Wilbur Jamerson

Biographical details
- Born: May 27, 1929
- Died: December 9, 1994 (aged 65)

Playing career
- 1947–1950: Kentucky
- Position: Running back

Coaching career (HC unless noted)
- 1953–1955: Morehead State

Head coaching record
- Overall: 0–26

= Wilbur Jamerson =

American football player and coach (1929–1994)

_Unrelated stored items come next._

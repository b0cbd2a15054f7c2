//! src/configuration.rs
use crate::notify::brevo::BrevoSecret;
use crate::notify::Correspondent;
use config::{Config, ConfigError, File};
use secrecy::{ExposeSecret, Secret};
use serde::Deserialize;
use sqlx::postgres::{PgConnectOptions, PgSslMode};
use std::time::Duration;

#[derive(Deserialize, Clone, Debug)]
pub struct Settings {
    pub application: ApplicationSettings,
    pub database: DatabaseSettings,
    pub storage: StorageSettings,
    pub notification: NotificationSettings,
    pub client: ClientSettings,
}

impl Settings {
    /// Points the Brevo transport at another API, e.g. a mock server in tests.
    pub fn set_email_url(&mut self, email_url: String) {
        if let NotificationTransport::Brevo(brevo) = &mut self.notification.transport {
            brevo.api_url = email_url;
        }
    }
}

#[derive(Deserialize, Clone, Debug)]
pub struct ApplicationSettings {
    pub port: u16,
    pub host: String,
}

#[derive(Deserialize, Clone, Debug)]
pub struct DatabaseSettings {
    pub username: String,
    pub password: Secret<String>,
    pub port: u16,
    pub host: String,
    pub database_name: String,
    #[serde(default)]
    pub require_ssl: bool,
    #[serde(default)]
    pub migrate_on_startup: bool,
}

impl DatabaseSettings {
    pub fn connect_options(&self) -> PgConnectOptions {
        let ssl_mode = if self.require_ssl {
            PgSslMode::Require
        } else {
            // Try an encrypted connection, fallback to unencrypted if it fails
            PgSslMode::Prefer
        };
        PgConnectOptions::new()
            .host(&self.host)
            .username(&self.username)
            .password(self.password.expose_secret())
            .port(self.port)
            .ssl_mode(ssl_mode)
            .database(&self.database_name)
    }
}

#[derive(Deserialize, Clone, Copy, Debug, PartialEq, Eq)]
#[serde(rename_all = "lowercase")]
pub enum StorageBackend {
    Postgres,
    Memory,
}

#[derive(Deserialize, Clone, Debug)]
pub struct StorageSettings {
    pub backend: StorageBackend,
}

#[derive(Deserialize, Clone, Debug)]
pub struct NotificationSettings {
    /// Where notifications are delivered.
    pub operator: Correspondent,
    pub sender: Correspondent,
    pub transport: NotificationTransport,
}

#[derive(Deserialize, Clone, Debug)]
#[serde(tag = "kind", rename_all = "lowercase")]
pub enum NotificationTransport {
    Disabled,
    Brevo(BrevoSettings),
    Smtp(SmtpSettings),
}

#[derive(Deserialize, Clone, Debug)]
pub struct BrevoSettings {
    pub api_url: String,
    /// Falls back to `BREVO_API_KEY` when absent.
    pub api_key: Option<Secret<String>>,
    pub timeout_milliseconds: u64,
}

impl BrevoSettings {
    pub fn timeout(&self) -> Duration {
        Duration::from_millis(self.timeout_milliseconds)
    }
}

#[derive(Deserialize, Clone, Debug)]
pub struct SmtpSettings {
    pub host: String,
    pub port: u16,
    #[serde(default)]
    pub starttls: bool,
    pub username: Option<String>,
    /// Falls back to `SMTP_PASSWORD` when absent.
    pub password: Option<Secret<String>>,
}

#[derive(Deserialize)]
struct SmtpSecret {
    password: Secret<String>,
}

#[derive(Deserialize, Clone, Debug)]
pub struct ClientSettings {
    /// Intake endpoint the contact form posts to.
    pub endpoint: String,
    /// Digits only, international format without `+`.
    pub whatsapp_number: String,
    pub timeout_milliseconds: Option<u64>,
}

impl ClientSettings {
    pub fn timeout(&self) -> Option<Duration> {
        self.timeout_milliseconds.map(Duration::from_millis)
    }
}

#[derive(PartialEq)]
pub enum Environment {
    Local,
    Production,
}
impl Environment {
    pub fn as_str(&self) -> &'static str {
        match self {
            Environment::Local => "local",
            Environment::Production => "production",
        }
    }
}

impl TryFrom<String> for Environment {
    type Error = String;
    fn try_from(s: String) -> Result<Self, Self::Error> {
        match s.as_ref() {
            "local" => Ok(Environment::Local),
            "production" => Ok(Environment::Production),
            _ => Err(format!(
                "{} is not a supported environment. Use either `local` or `production`.",
                s
            )),
        }
    }
}

pub fn get_configuration() -> Result<Settings, ConfigError> {
    let base_path = std::env::current_dir()
        .map_err(|e| ConfigError::Message(format!("Failed to determine the current directory: {}", e)))?;
    let configuration_directory = base_path.join("configuration");

    // A missing .env file is fine, variables may come from the real environment.
    let _ = dotenvy::dotenv();

    // Detect the running environment.
    // Default to `local` if not specified.
    let environment: Environment = std::env::var("APP_ENVIRONMENT")
        .unwrap_or_else(|_| "local".into())
        .try_into()
        .map_err(ConfigError::Message)?;

    let settings = Config::builder()
        .add_source(File::from(configuration_directory.join("base")).required(true))
        .add_source(File::from(configuration_directory.join(environment.as_str())).required(true))
        // E.g. `APP_APPLICATION__PORT=5001` sets `Settings.application.port`
        .add_source(
            config::Environment::with_prefix("APP")
                .prefix_separator("_")
                .separator("__")
                .try_parsing(true),
        )
        .build()?;

    let mut settings: Settings = settings.try_deserialize()?;
    fill_notification_secrets(&mut settings.notification.transport)?;

    Ok(settings)
}

fn fill_notification_secrets(transport: &mut NotificationTransport) -> Result<(), ConfigError> {
    match transport {
        NotificationTransport::Brevo(brevo) if brevo.api_key.is_none() => {
            let secret = BrevoSecret::from_env().map_err(|e| {
                ConfigError::Message(format!("Failed to read Brevo settings from environment: {}", e))
            })?;
            brevo.api_key = Some(secret.api_key);
        }
        NotificationTransport::Smtp(smtp) if smtp.username.is_some() && smtp.password.is_none() => {
            let secret = envy::prefixed("SMTP_")
                .from_env::<SmtpSecret>()
                .map_err(|e| {
                    ConfigError::Message(format!("Failed to read SMTP settings from environment: {}", e))
                })?;
            smtp.password = Some(secret.password);
        }
        _ => {}
    }

    Ok(())
}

Wilbur R. "Shorty" Jamerson (May 27, 1929 – December 9, 1994) was an American football player and coach. He served as the head football coach at Morehead State College—now known as Morehead State University—in Morehead, Kentucky, from 1953 to 1955.

==Playing career==
Jamerson was a running back for legendary coach Bear Bryant at the University of Kentucky, lettering four times between 1947 and 1950. He scored two touchdown in the 1951 Sugar Bowl to beat the Oklahoma Sooners, 13–7, and end their 31-game winning streak.

==Coaching career==
He served as the head football coach at Morehead State University from 1953 to 1955.

==Later life and death==
After retiring from collegiate coaching, he served a school administrator, most notably at Wheelwright High School. His former coach, Bear Bryant, said of him, "Jamerson is the best ball carrier I've had in the past five years. Had he not been injured in the early part of the season, he would have been All-American. Although he is a good football player, I'm prouder of him for his other activities. He is one of the finest leaders any team could have."

Shorty and his wife, Virginia (Buddy), spent their lives in education, improving the lives of kids who came through the school system in Wheelwright, Kentucky. Buddy was the principal of the elementary school and Shorty was principal of the high school. In addition to being the principal, he was the bus driver, football coach.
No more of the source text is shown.